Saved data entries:
**********
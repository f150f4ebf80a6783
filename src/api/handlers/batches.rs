//! Payout batch endpoints: create, confirm, fetch, list, stats.

use std::str::FromStr;

use axum::extract::{Path, Query, State};
use axum::http::StatusCode;
use axum::response::IntoResponse;
use axum::routing::{get, post};
use axum::{Json, Router};

use crate::api::dto::{
    BatchDetailResponse, BatchDto, BatchListResponse, CreateBatchRequest, ListParams, PageMeta,
    StatsResponse,
};
use crate::app_state::AppState;
use crate::domain::{BatchId, BatchStatus};
use crate::error::{ErrorResponse, SettlementError};

/// `POST /batches` — Create a draft payout batch.
///
/// # Errors
///
/// Returns [`SettlementError::NoPayableShares`] when nothing is eligible
/// or [`SettlementError::ToggleDisabled`] when payouts are off.
#[utoipa::path(
    post,
    path = "/api/v1/batches",
    tag = "Payouts",
    summary = "Create a payout batch",
    description = "Claims every payable, unclaimed creator share created at or before the cutoff into a new draft batch. The body is optional; without one the cutoff defaults to now. Growth shares are never batched.",
    request_body = CreateBatchRequest,
    responses(
        (status = 201, description = "Draft batch created", body = BatchDetailResponse),
        (status = 422, description = "No payable shares eligible", body = ErrorResponse),
        (status = 503, description = "Payouts are toggled off", body = ErrorResponse),
    )
)]
pub async fn create_batch(
    State(state): State<AppState>,
    body: Option<Json<CreateBatchRequest>>,
) -> Result<impl IntoResponse, SettlementError> {
    let toggles = state.toggles.snapshot();
    let batch_date = body.and_then(|Json(req)| req.batch_date);
    let detail = state.settlement.create_batch(batch_date, toggles).await?;
    Ok((StatusCode::CREATED, Json(BatchDetailResponse::from(detail))))
}

/// `POST /batches/:id/confirm` — Confirm a payout batch.
///
/// # Errors
///
/// Returns [`SettlementError::BatchNotFound`] for an unknown id or
/// [`SettlementError::ToggleDisabled`] when payouts are off.
#[utoipa::path(
    post,
    path = "/api/v1/batches/{id}/confirm",
    tag = "Payouts",
    summary = "Confirm a payout batch",
    description = "Marks the batch confirmed and every claimed share paid. Idempotent: confirming an already-confirmed batch returns it unchanged.",
    params(
        ("id" = uuid::Uuid, Path, description = "Payout batch UUID"),
    ),
    responses(
        (status = 200, description = "Confirmed batch", body = BatchDto),
        (status = 404, description = "Batch not found", body = ErrorResponse),
        (status = 503, description = "Payouts are toggled off", body = ErrorResponse),
    )
)]
pub async fn confirm_batch(
    State(state): State<AppState>,
    Path(id): Path<uuid::Uuid>,
) -> Result<impl IntoResponse, SettlementError> {
    let toggles = state.toggles.snapshot();
    let batch = state
        .settlement
        .confirm_batch(BatchId::from_uuid(id), toggles)
        .await?;
    Ok(Json(BatchDto::from(batch)))
}

/// `GET /batches/:id` — Fetch a batch with its claimed share ids.
///
/// # Errors
///
/// Returns [`SettlementError::BatchNotFound`] for an unknown id.
#[utoipa::path(
    get,
    path = "/api/v1/batches/{id}",
    tag = "Payouts",
    summary = "Get payout batch detail",
    description = "Returns the batch record together with the ids of every creator share it claimed.",
    params(
        ("id" = uuid::Uuid, Path, description = "Payout batch UUID"),
    ),
    responses(
        (status = 200, description = "Batch detail", body = BatchDetailResponse),
        (status = 404, description = "Batch not found", body = ErrorResponse),
    )
)]
pub async fn get_batch(
    State(state): State<AppState>,
    Path(id): Path<uuid::Uuid>,
) -> Result<impl IntoResponse, SettlementError> {
    let detail = state.settlement.get_batch(BatchId::from_uuid(id)).await?;
    Ok(Json(BatchDetailResponse::from(detail)))
}

/// `GET /batches` — List payout batches, newest first.
///
/// # Errors
///
/// Returns [`SettlementError::InvalidRequest`] for an unknown status
/// filter.
#[utoipa::path(
    get,
    path = "/api/v1/batches",
    tag = "Payouts",
    summary = "List payout batches",
    description = "Returns batches newest first, optionally filtered by status.",
    params(
        ("status" = Option<String>, Query, description = "Status filter: draft or confirmed"),
        ("limit" = Option<i64>, Query, description = "Maximum rows (default 20, max 100)"),
        ("offset" = Option<i64>, Query, description = "Rows to skip (default 0)"),
    ),
    responses(
        (status = 200, description = "Batch list", body = BatchListResponse),
        (status = 400, description = "Unknown status filter", body = ErrorResponse),
    )
)]
pub async fn list_batches(
    State(state): State<AppState>,
    Query(params): Query<ListParams>,
) -> Result<impl IntoResponse, SettlementError> {
    let params = params.clamped();
    let status = match params.status.as_deref() {
        Some(raw) => Some(BatchStatus::from_str(raw).map_err(|_| {
            SettlementError::InvalidRequest(format!("unknown batch status filter: {raw}"))
        })?),
        None => None,
    };

    let batches = state
        .settlement
        .list_batches(status, params.limit, params.offset)
        .await?;
    let data: Vec<BatchDto> = batches.into_iter().map(BatchDto::from).collect();
    let count = data.len() as i64;

    Ok(Json(BatchListResponse {
        data,
        pagination: PageMeta {
            limit: params.limit,
            offset: params.offset,
            count,
        },
    }))
}

/// `GET /stats` — Aggregate payout and risk reserve figures.
///
/// # Errors
///
/// Returns [`SettlementError::PersistenceError`] on storage failure.
#[utoipa::path(
    get,
    path = "/api/v1/stats",
    tag = "Payouts",
    summary = "Get payout statistics",
    description = "Returns batch counts and amounts, pending payable and held totals, and the current risk reserve balance.",
    responses(
        (status = 200, description = "Aggregate figures", body = StatsResponse),
    )
)]
pub async fn get_stats(State(state): State<AppState>) -> Result<impl IntoResponse, SettlementError> {
    let (payouts, risk_pool_balance) = state.settlement.stats().await?;
    Ok(Json(StatsResponse::new(payouts, risk_pool_balance)))
}

/// Payout batch routes.
pub fn routes() -> Router<AppState> {
    Router::new()
        .route("/batches", post(create_batch).get(list_batches))
        .route("/batches/{id}", get(get_batch))
        .route("/batches/{id}/confirm", post(confirm_batch))
        .route("/stats", get(get_stats))
}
**********
### WHAT THE EXERCISE ASKS
Your response must consist of every line above, reproduced exactly.

### SOLVED EXERCISE
repository f150f4ebf80a6783
filename src/api/handlers/batches.rs
//! Payout batch endpoints: create, confirm, fetch, list, stats.

use std::str::FromStr;

use axum::extract::{Path, Query, State};
use axum::http::StatusCode;
use axum::response::IntoResponse;
use axum::routing::{get, post};
use axum::{Json, Router};

use crate::api::dto::{
    BatchDetailResponse, BatchDto, BatchListResponse, CreateBatchRequest, ListParams, PageMeta,
    StatsResponse,
};
use crate::app_state::AppState;
use crate::domain::{BatchId, BatchStatus};
use crate::error::{ErrorResponse, SettlementError};

/// `POST /batches` — Create a draft payout batch.
///
/// # Errors
///
/// Returns [`SettlementError::NoPayableShares`] when nothing is eligible
/// or [`SettlementError::ToggleDisabled`] when payouts are off.
#[utoipa::path(
    post,
    path = "/api/v1/batches",
    tag = "Payouts",
    summary = "Create a payout batch",
    description = "Claims every payable, unclaimed creator share created at or before the cutoff into a new draft batch. The body is optional; without one the cutoff defaults to now. Growth shares are never batched.",
    request_body = CreateBatchRequest,
    responses(
        (status = 201, description = "Draft batch created", body = BatchDetailResponse),
        (status = 422, description = "No payable shares eligible", body = ErrorResponse),
        (status = 503, description = "Payouts are toggled off", body = ErrorResponse),
    )
)]
pub async fn create_batch(
    State(state): State<AppState>,
    body: Option<Json<CreateBatchRequest>>,
) -> Result<impl IntoResponse, SettlementError> {
    let toggles = state.toggles.snapshot();
    let batch_date = body.and_then(|Json(req)| req.batch_date);
    let detail = state.settlement.create_batch(batch_date, toggles).await?;
    Ok((StatusCode::CREATED, Json(BatchDetailResponse::from(detail))))
}

/// `POST /batches/:id/confirm` — Confirm a payout batch.
///
/// # Errors
///
/// Returns [`SettlementError::BatchNotFound`] for an unknown id or
/// [`SettlementError::ToggleDisabled`] when payouts are off.
#[utoipa::path(
    post,
    path = "/api/v1/batches/{id}/confirm",
    tag = "Payouts",
    summary = "Confirm a payout batch",
    description = "Marks the batch confirmed and every claimed share paid. Idempotent: confirming an already-confirmed batch returns it unchanged.",
    params(
        ("id" = uuid::Uuid, Path, description = "Payout batch UUID"),
    ),
    responses(
        (status = 200, description = "Confirmed batch", body = BatchDto),
        (status = 404, description = "Batch not found", body = ErrorResponse),
        (status = 503, description = "Payouts are toggled off", body = ErrorResponse),
    )
)]
pub async fn confirm_batch(
    State(state): State<AppState>,
    Path(id): Path<uuid::Uuid>,
) -> Result<impl IntoResponse, SettlementError> {
    let toggles = state.toggles.snapshot();
    let batch = state
        .settlement
        .confirm_batch(BatchId::from_uuid(id), toggles)
        .await?;
    Ok(Json(BatchDto::from(batch)))
}

/// `GET /batches/:id` — Fetch a batch with its claimed share ids.
///
/// # Errors
///
/// Returns [`SettlementError::BatchNotFound`] for an unknown id.
#[utoipa::path(
    get,
    path = "/api/v1/batches/{id}",
    tag = "Payouts",
    summary = "Get payout batch detail",
    description = "Returns the batch record together with the ids of every creator share it claimed.",
    params(
        ("id" = uuid::Uuid, Path, description = "Payout batch UUID"),
    ),
    responses(
        (status = 200, description = "Batch detail", body = BatchDetailResponse),
        (status = 404, description = "Batch not found", body = ErrorResponse),
    )
)]
pub async fn get_batch(
    State(state): State<AppState>,
    Path(id): Path<uuid::Uuid>,
) -> Result<impl IntoResponse, SettlementError> {
    let detail = state.settlement.get_batch(BatchId::from_uuid(id)).await?;
    Ok(Json(BatchDetailResponse::from(detail)))
}

/// `GET /batches` — List payout batches, newest first.
///
/// # Errors
///
/// Returns [`SettlementError::InvalidRequest`] for an unknown status
/// filter.
#[utoipa::path(
    get,
    path = "/api/v1/batches",
    tag = "Payouts",
    summary = "List payout batches",
    description = "Returns batches newest first, optionally filtered by status.",
    params(
        ("status" = Option<String>, Query, description = "Status filter: draft or confirmed"),
        ("limit" = Option<i64>, Query, description = "Maximum rows (default 20, max 100)"),
        ("offset" = Option<i64>, Query, description = "Rows to skip (default 0)"),
    ),
    responses(
        (status = 200, description = "Batch list", body = BatchListResponse),
        (status = 400, description = "Unknown status filter", body = ErrorResponse),
    )
)]
pub async fn list_batches(
    State(state): State<AppState>,
    Query(params): Query<ListParams>,
) -> Result<impl IntoResponse, SettlementError> {
    let params = params.clamped();
    let status = match params.status.as_deref() {
        Some(raw) => Some(BatchStatus::from_str(raw).map_err(|_| {
            SettlementError::InvalidRequest(format!("unknown batch status filter: {raw}"))
        })?),
        None => None,
    };

    let batches = state
        .settlement
        .list_batches(status, params.limit, params.offset)
        .await?;
    let data: Vec<BatchDto> = batches.into_iter().map(BatchDto::from).collect();
    let count = data.len() as i64;

    Ok(Json(BatchListResponse {
        data,
        pagination: PageMeta {
            limit: params.limit,
            offset: params.offset,
            count,
        },
    }))
}

/// `GET /stats` — Aggregate payout and risk reserve figures.
///
/// # Errors
///
/// Returns [`SettlementError::PersistenceError`] on storage failure.
#[utoipa::path(
    get,
    path = "/api/v1/stats",
    tag = "Payouts",
    summary = "Get payout statistics",
    description = "Returns batch counts and amounts, pending payable and held totals, and the current risk reserve balance.",
    responses(
        (status = 200, description = "Aggregate figures", body = StatsResponse),
    )
)]
pub async fn get_stats(State(state): State<AppState>) -> Result<impl IntoResponse, SettlementError> {
    let (payouts, risk_pool_balance) = state.settlement.stats().await?;
    Ok(Json(StatsResponse::new(payouts, risk_pool_balance)))
}

/// Payout batch routes.
pub fn routes() -> Router<AppState> {
    Router::new()
        .route("/batches", post(create_batch).get(list_batches))
        .route("/batches/{id}", get(get_batch))
        .route("/batches/{id}/confirm", post(confirm_batch))
        .route("/stats", get(get_stats))
}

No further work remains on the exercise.